▶ **TASK STATEMENT**
Nothing should differ between your answer and the records below.

(ENTRIES SUPPLIED begins)

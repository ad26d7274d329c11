mod commands;

use clap::{Parser, Subcommand};
use commands::{add, dev, doctor, generate, new_project, routes};

#[derive(Parser)]
#[command(name = "r2e", version, about = "R2E CLI — scaffold and manage R2E projects")]
struct Cli {
    #[command(subcommand)]
    command: Commands,
}

#[derive(Subcommand)]
enum Commands {
    /// Create a new R2E project
    New {
        /// Project name
        name: String,
        /// Include WebSocket support
        #[arg(long)]
        ws: bool,
        /// Include multipart upload support
        #[arg(long)]
        multipart: bool,
        /// Include request validation
        #[arg(long)]
        validation: bool,
        /// Include all features
        #[arg(long)]
        full: bool,
        /// Skip interactive prompts (use defaults)
        #[arg(long)]
        no_interactive: bool,
    },
    /// Generate a controller, service, CRUD, or middleware
    Generate {
        #[command(subcommand)]
        kind: GenerateKind,
    },
    /// Enable an r2e Cargo feature in the project
    Add {
        /// Feature name (e.g. ws, multipart, validation, dev-reload)
        extension: String,
    },
    /// Start the dev server with Subsecond hot-reload
    Dev {
        /// Server port (forwarded as R2E_PORT env var)
        #[arg(long)]
        port: Option<u16>,
        /// Extra Cargo features to enable
        #[arg(long, num_args = 1..)]
        features: Vec<String>,
    },
    /// Check project health
    Doctor,
    /// List all declared routes
    Routes,
}

#[derive(Subcommand)]
enum GenerateKind {
    /// Generate a new controller
    Controller {
        /// Controller name (e.g. UserController)
        name: String,
    },
    /// Generate a new service
    Service {
        /// Service name (e.g. UserService)
        name: String,
    },
    /// Generate a complete CRUD (controller + service + model + tests)
    Crud {
        /// Entity name in PascalCase (e.g. User, BlogPost)
        name: String,
        /// Fields in format "name:type" (e.g. "name:String email:String age:i64")
        #[arg(long, num_args = 1..)]
        fields: Vec<String>,
    },
    /// Generate a middleware/interceptor
    Middleware {
        /// Middleware name (e.g. AuditLog)
        name: String,
    },
}

fn main() {
    let cli = Cli::parse();

    let result = match cli.command {
        Commands::New {
            name,
            ws,
            multipart,
            validation,
            full,
            no_interactive,
        } => new_project::run(
            &name,
            new_project::CliNewOpts {
                ws,
                multipart,
                validation,
                full,
                no_interactive,
            },
        ),
        Commands::Generate { kind } => match kind {
            GenerateKind::Controller { name } => generate::controller(&name),
            GenerateKind::Service { name } => generate::service(&name),
            GenerateKind::Crud { name, fields } => generate::crud(&name, &fields),
            GenerateKind::Middleware { name } => generate::middleware(&name),
        },
        Commands::Add { extension } => add::run(&extension),
        Commands::Dev { port, features } => dev::run(port, features),
        Commands::Doctor => doctor::run(),
        Commands::Routes => routes::run(),
    };

    if let Err(e) = result {
        eprintln!("{}", colored::Colorize::red(format!("Error: {e}").as_str()));
        std::process::exit(1);
    }
}
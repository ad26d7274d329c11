//! WebSocket test client.
//!
//! `tower::ServiceExt::oneshot` can't drive an HTTP upgrade, so WebSocket
//! routes need a real TCP listener bound to an ephemeral port instead.

use r2e_core::http::Router;
use std::net::SocketAddr;
use tokio::net::{TcpListener, TcpStream};
use tokio_tungstenite::{connect_async, MaybeTlsStream, WebSocketStream};

pub use tokio_tungstenite::tungstenite::Message as WsMessage;

/// A router bound to a real loopback port, for tests that need to drive a
/// WebSocket upgrade end to end.
pub struct TestServer {
    addr: SocketAddr,
    _handle: tokio::task::JoinHandle<()>,
}

impl TestServer {
    pub async fn spawn(router: Router) -> Self {
        let listener = TcpListener::bind("127.0.0.1:0")
            .await
            .expect("failed to bind ephemeral test port");
        let addr = listener.local_addr().expect("listener has no local addr");
        let handle = tokio::spawn(async move {
            let _ = r2e_core::http::serve(listener, router).await;
        });
        Self {
            addr,
            _handle: handle,
        }
    }

    pub fn addr(&self) -> SocketAddr {
        self.addr
    }

    pub fn ws_url(&self, path: &str) -> String {
        format!("ws://{}{}", self.addr, path)
    }

    /// Opens a WebSocket connection to `path` on the spawned server.
    pub async fn connect_ws(&self, path: &str) -> WebSocketStream<MaybeTlsStream<TcpStream>> {
        let (stream, _response) = connect_async(self.ws_url(path))
            .await
            .expect("failed to connect test websocket");
        stream
    }
}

(ENTRIES SUPPLIED ends)

▶ **RESPONSE**
repository ad26d7274d329c11
mod commands;

use clap::{Parser, Subcommand};
use commands::{add, dev, doctor, generate, new_project, routes};

#[derive(Parser)]
#[command(name = "r2e", version, about = "R2E CLI — scaffold and manage R2E projects")]
struct Cli {
    #[command(subcommand)]
    command: Commands,
}

#[derive(Subcommand)]
enum Commands {
    /// Create a new R2E project
    New {
        /// Project name
        name: String,
        /// Include WebSocket support
        #[arg(long)]
        ws: bool,
        /// Include multipart upload support
        #[arg(long)]
        multipart: bool,
        /// Include request validation
        #[arg(long)]
        validation: bool,
        /// Include all features
        #[arg(long)]
        full: bool,
        /// Skip interactive prompts (use defaults)
        #[arg(long)]
        no_interactive: bool,
    },
    /// Generate a controller, service, CRUD, or middleware
    Generate {
        #[command(subcommand)]
        kind: GenerateKind,
    },
    /// Enable an r2e Cargo feature in the project
    Add {
        /// Feature name (e.g. ws, multipart, validation, dev-reload)
        extension: String,
    },
    /// Start the dev server with Subsecond hot-reload
    Dev {
        /// Server port (forwarded as R2E_PORT env var)
        #[arg(long)]
        port: Option<u16>,
        /// Extra Cargo features to enable
        #[arg(long, num_args = 1..)]
        features: Vec<String>,
    },
    /// Check project health
    Doctor,
    /// List all declared routes
    Routes,
}

#[derive(Subcommand)]
enum GenerateKind {
    /// Generate a new controller
    Controller {
        /// Controller name (e.g. UserController)
        name: String,
    },
    /// Generate a new service
    Service {
        /// Service name (e.g. UserService)
        name: String,
    },
    /// Generate a complete CRUD (controller + service + model + tests)
    Crud {
        /// Entity name in PascalCase (e.g. User, BlogPost)
        name: String,
        /// Fields in format "name:type" (e.g. "name:String email:String age:i64")
        #[arg(long, num_args = 1..)]
        fields: Vec<String>,
    },
    /// Generate a middleware/interceptor
    Middleware {
        /// Middleware name (e.g. AuditLog)
        name: String,
    },
}

fn main() {
    let cli = Cli::parse();

    let result = match cli.command {
        Commands::New {
            name,
            ws,
            multipart,
            validation,
            full,
            no_interactive,
        } => new_project::run(
            &name,
            new_project::CliNewOpts {
                ws,
                multipart,
                validation,
                full,
                no_interactive,
            },
        ),
        Commands::Generate { kind } => match kind {
            GenerateKind::Controller { name } => generate::controller(&name),
            GenerateKind::Service { name } => generate::service(&name),
            GenerateKind::Crud { name, fields } => generate::crud(&name, &fields),
            GenerateKind::Middleware { name } => generate::middleware(&name),
        },
        Commands::Add { extension } => add::run(&extension),
        Commands::Dev { port, features } => dev::run(port, features),
        Commands::Doctor => doctor::run(),
        Commands::Routes => routes::run(),
    };

    if let Err(e) = result {
        eprintln!("{}", colored::Colorize::red(format!("Error: {e}").as_str()));
        std::process::exit(1);
    }
}
repository ad26d7274d329c11
//! WebSocket test client.
//!
//! `tower::ServiceExt::oneshot` can't drive an HTTP upgrade, so WebSocket
//! routes need a real TCP listener bound to an ephemeral port instead.

use r2e_core::http::Router;
use std::net::SocketAddr;
use tokio::net::{TcpListener, TcpStream};
use tokio_tungstenite::{connect_async, MaybeTlsStream, WebSocketStream};

pub use tokio_tungstenite::tungstenite::Message as WsMessage;

/// A router bound to a real loopback port, for tests that need to drive a
/// WebSocket upgrade end to end.
pub struct TestServer {
    addr: SocketAddr,
    _handle: tokio::task::JoinHandle<()>,
}

impl TestServer {
    pub async fn spawn(router: Router) -> Self {
        let listener = TcpListener::bind("127.0.0.1:0")
            .await
            .expect("failed to bind ephemeral test port");
        let addr = listener.local_addr().expect("listener has no local addr");
        let handle = tokio::spawn(async move {
            let _ = r2e_core::http::serve(listener, router).await;
        });
        Self {
            addr,
            _handle: handle,
        }
    }

    pub fn addr(&self) -> SocketAddr {
        self.addr
    }

    pub fn ws_url(&self, path: &str) -> String {
        format!("ws://{}{}", self.addr, path)
    }

    /// Opens a WebSocket connection to `path` on the spawned server.
    pub async fn connect_ws(&self, path: &str) -> WebSocketStream<MaybeTlsStream<TcpStream>> {
        let (stream, _response) = connect_async(self.ws_url(path))
            .await
            .expect("failed to connect test websocket");
        stream
    }
}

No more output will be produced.